> **EXERCISE OBJECTIVE**
Keeping every word in place, write out the entries that come next.

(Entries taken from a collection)
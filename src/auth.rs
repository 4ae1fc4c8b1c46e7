use actix_web::{body, dev, http::{self, header::ContentType, StatusCode}, web, FromRequest, HttpRequest, HttpResponse};
use chrono::{Duration, Local};
use futures_util::future::LocalBoxFuture;
use jsonwebtoken::{decode, encode, DecodingKey, EncodingKey, Header, Validation};
use serde::{Deserialize, Serialize};
use thiserror::Error;

use crate::entity::user;

/// Issues and checks the bearer tokens handed out at login.
///
/// The token carries the user model itself, minus the password.
pub struct Authority {
    jwt_key: (EncodingKey, DecodingKey),
}

impl Authority {
    pub fn new(jwt_key: &[u8]) -> Self {
        Self {
            jwt_key: (EncodingKey::from_secret(jwt_key), DecodingKey::from_secret(jwt_key))
        }
    }

    /// Issue a token for specified user with 1 week of expiration time
    pub fn issue_for(&self, user: &user::Model) -> Result<String, AuthError> {
        let claims = Claims {
            exp: (Local::now() + Duration::weeks(1)).timestamp(),
            data: user
        };

        Ok(encode(&Header::default(), &claims, &self.jwt_key.0)?)
    }

    pub fn authorize(&self, token: impl AsRef<str>) -> Result<user::Model, AuthError> {
        let payload = decode::<Claims<user::Model>>(token.as_ref(), &self.jwt_key.1, &Validation::default())?;

        Ok(payload.claims.data)
    }
}

#[derive(Debug, Serialize, Deserialize)]
struct Claims<T> {
    exp: i64,
    data: T,
}

#[derive(Debug, Error)]
pub enum AuthError {
    #[error("authority error")]
    AuthorityError(#[from] jsonwebtoken::errors::Error),
}

impl actix_web::error::ResponseError for AuthError {
    fn error_response(&self) -> HttpResponse<body::BoxBody> {
        HttpResponse::build(self.status_code())
            .insert_header(ContentType::plaintext())
            .body(self.to_string())
    }

    fn status_code(&self) -> http::StatusCode {
        match self {
            AuthError::AuthorityError(_) => StatusCode::FORBIDDEN,
        }
    }
}

impl FromRequest for user::Model {
    type Error = actix_web::Error;
    type Future = LocalBoxFuture<'static, Result<Self, Self::Error>>;

    fn from_request(req: &HttpRequest, _: &mut dev::Payload) -> Self::Future {
        let req = req.clone();

        Box::pin(async move {
            // Takes whatever follows the scheme, e.g. `Bearer <token>`
            let Some(Ok(Some((_, token)))) = req.headers()
                .get("Authorization")
                .map(|v|
                    v.to_str()
                        .map(|str| str.split_once(" "))
                )
            else {
                return Err(actix_web::error::ErrorUnauthorized("unauthorized"))
            };

            let Some(authority) = req.app_data::<web::Data<Authority>>() else {
                return Err(actix_web::error::ErrorInternalServerError("authority missing"))
            };

            Ok(authority.authorize(token)?)
        })
    }
}

#[cfg(test)]
mod tests {
    use actix_web::{body::MessageBody, get, test, App, Responder};

    use crate::entity::sea_orm_active_enums::RoleType;

    use super::*;

    fn bob(role: RoleType) -> user::Model {
        user::Model {
            id: "user-bob".to_string(),
            created_at: Local::now().into(),
            updated_at: Local::now().into(),
            username: "Bob".to_string(),
            password: Vec::new(),
            role,
            employee_id: Some("E101".to_string()),
        }
    }

    #[actix_web::test]
    async fn test_authority() {
        let authority = Authority::new(b"secret");
        let user = bob(RoleType::Manager);

        let token = authority.issue_for(&user).unwrap();

        let authorized_user = authority.authorize(token).expect("Unable to authorize user from token");
        assert_eq!(user, authorized_user);

        assert!(Authority::new(b"other").authorize(authority.issue_for(&user).unwrap()).is_err());
    }

    #[actix_web::test]
    async fn test_password_stays_out_of_tokens() {
        let authority = Authority::new(b"secret");
        let user = user::Model { password: vec![1, 2, 3], ..bob(RoleType::Employee) };

        let authorized_user = authority.authorize(authority.issue_for(&user).unwrap()).unwrap();
        assert!(authorized_user.password.is_empty());
        assert_eq!(authorized_user.employee_id.as_deref(), Some("E101"));
    }

    #[actix_web::test]
    async fn test_extractor() {
        let secret = b"secret";

        #[get("/")]
        async fn test_handler(user: user::Model) -> impl Responder {
            user.id
        }

        let app = test::init_service(
            App::new()
                .app_data(web::Data::new(Authority::new(secret)))
                .service(test_handler)
        ).await;

        {
            let forbidden_req = test::TestRequest::default()
                .uri("/")
                .insert_header(("Authorization", "Bearer wrong"))
                .to_request();

            let response = test::call_service(&app, forbidden_req).await;
            assert_eq!(response.status(), StatusCode::FORBIDDEN);
        }

        {
            let unauthorized_req = test::TestRequest::default()
                .uri("/")
                .to_request();

            let response = test::call_service(&app, unauthorized_req).await;
            assert_eq!(response.status(), StatusCode::UNAUTHORIZED);
        }

        {
            let user = bob(RoleType::Employee);
            let token = Authority::new(secret).issue_for(&user).unwrap();

            let authorized_req = test::TestRequest::default()
                .insert_header(("Authorization", format!("Bearer {token}")))
                .to_request();

            let response = test::call_service(&app, authorized_req).await;
            assert_eq!(response.status(), StatusCode::OK);
            assert_eq!(response.into_body().try_into_bytes().unwrap(), user.id.as_bytes());
        }
    }
}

> **EXPECTED ANSWER**
filename src/auth.rs
repository 4ae1fc4c8b1c46e7
use actix_web::{body, dev, http::{self, header::ContentType, StatusCode}, web, FromRequest, HttpRequest, HttpResponse};
use chrono::{Duration, Local};
use futures_util::future::LocalBoxFuture;
use jsonwebtoken::{decode, encode, DecodingKey, EncodingKey, Header, Validation};
use serde::{Deserialize, Serialize};
use thiserror::Error;

use crate::entity::user;

/// Issues and checks the bearer tokens handed out at login.
///
/// The token carries the user model itself, minus the password.
pub struct Authority {
    jwt_key: (EncodingKey, DecodingKey),
}

impl Authority {
    pub fn new(jwt_key: &[u8]) -> Self {
        Self {
            jwt_key: (EncodingKey::from_secret(jwt_key), DecodingKey::from_secret(jwt_key))
        }
    }

    /// Issue a token for specified user with 1 week of expiration time
    pub fn issue_for(&self, user: &user::Model) -> Result<String, AuthError> {
        let claims = Claims {
            exp: (Local::now() + Duration::weeks(1)).timestamp(),
            data: user
        };

        Ok(encode(&Header::default(), &claims, &self.jwt_key.0)?)
    }

    pub fn authorize(&self, token: impl AsRef<str>) -> Result<user::Model, AuthError> {
        let payload = decode::<Claims<user::Model>>(token.as_ref(), &self.jwt_key.1, &Validation::default())?;

        Ok(payload.claims.data)
    }
}

#[derive(Debug, Serialize, Deserialize)]
struct Claims<T> {
    exp: i64,
    data: T,
}

#[derive(Debug, Error)]
pub enum AuthError {
    #[error("authority error")]
    AuthorityError(#[from] jsonwebtoken::errors::Error),
}

impl actix_web::error::ResponseError for AuthError {
    fn error_response(&self) -> HttpResponse<body::BoxBody> {
        HttpResponse::build(self.status_code())
            .insert_header(ContentType::plaintext())
            .body(self.to_string())
    }

    fn status_code(&self) -> http::StatusCode {
        match self {
            AuthError::AuthorityError(_) => StatusCode::FORBIDDEN,
        }
    }
}

impl FromRequest for user::Model {
    type Error = actix_web::Error;
    type Future = LocalBoxFuture<'static, Result<Self, Self::Error>>;

    fn from_request(req: &HttpRequest, _: &mut dev::Payload) -> Self::Future {
        let req = req.clone();

        Box::pin(async move {
            // Takes whatever follows the scheme, e.g. `Bearer <token>`
            let Some(Ok(Some((_, token)))) = req.headers()
                .get("Authorization")
                .map(|v|
                    v.to_str()
                        .map(|str| str.split_once(" "))
                )
            else {
                return Err(actix_web::error::ErrorUnauthorized("unauthorized"))
            };

            let Some(authority) = req.app_data::<web::Data<Authority>>() else {
                return Err(actix_web::error::ErrorInternalServerError("authority missing"))
            };

            Ok(authority.authorize(token)?)
        })
    }
}

#[cfg(test)]
mod tests {
    use actix_web::{body::MessageBody, get, test, App, Responder};

    use crate::entity::sea_orm_active_enums::RoleType;

    use super::*;

    fn bob(role: RoleType) -> user::Model {
        user::Model {
            id: "user-bob".to_string(),
            created_at: Local::now().into(),
            updated_at: Local::now().into(),
            username: "Bob".to_string(),
            password: Vec::new(),
            role,
            employee_id: Some("E101".to_string()),
        }
    }

    #[actix_web::test]
    async fn test_authority() {
        let authority = Authority::new(b"secret");
        let user = bob(RoleType::Manager);

        let token = authority.issue_for(&user).unwrap();

        let authorized_user = authority.authorize(token).expect("Unable to authorize user from token");
        assert_eq!(user, authorized_user);

        assert!(Authority::new(b"other").authorize(authority.issue_for(&user).unwrap()).is_err());
    }

    #[actix_web::test]
    async fn test_password_stays_out_of_tokens() {
        let authority = Authority::new(b"secret");
        let user = user::Model { password: vec![1, 2, 3], ..bob(RoleType::Employee) };

        let authorized_user = authority.authorize(authority.issue_for(&user).unwrap()).unwrap();
        assert!(authorized_user.password.is_empty());
        assert_eq!(authorized_user.employee_id.as_deref(), Some("E101"));
    }

    #[actix_web::test]
    async fn test_extractor() {
        let secret = b"secret";

        #[get("/")]
        async fn test_handler(user: user::Model) -> impl Responder {
            user.id
        }

        let app = test::init_service(
            App::new()
                .app_data(web::Data::new(Authority::new(secret)))
                .service(test_handler)
        ).await;

        {
            let forbidden_req = test::TestRequest::default()
                .uri("/")
                .insert_header(("Authorization", "Bearer wrong"))
                .to_request();

            let response = test::call_service(&app, forbidden_req).await;
            assert_eq!(response.status(), StatusCode::FORBIDDEN);
        }

        {
            let unauthorized_req = test::TestRequest::default()
                .uri("/")
                .to_request();

            let response = test::call_service(&app, unauthorized_req).await;
            assert_eq!(response.status(), StatusCode::UNAUTHORIZED);
        }

        {
            let user = bob(RoleType::Employee);
            let token = Authority::new(secret).issue_for(&user).unwrap();

            let authorized_req = test::TestRequest::default()
                .insert_header(("Authorization", format!("Bearer {token}")))
                .to_request();

            let response = test::call_service(&app, authorized_req).await;
            assert_eq!(response.status(), StatusCode::OK);
            assert_eq!(response.into_body().try_into_bytes().unwrap(), user.id.as_bytes());
        }
    }
}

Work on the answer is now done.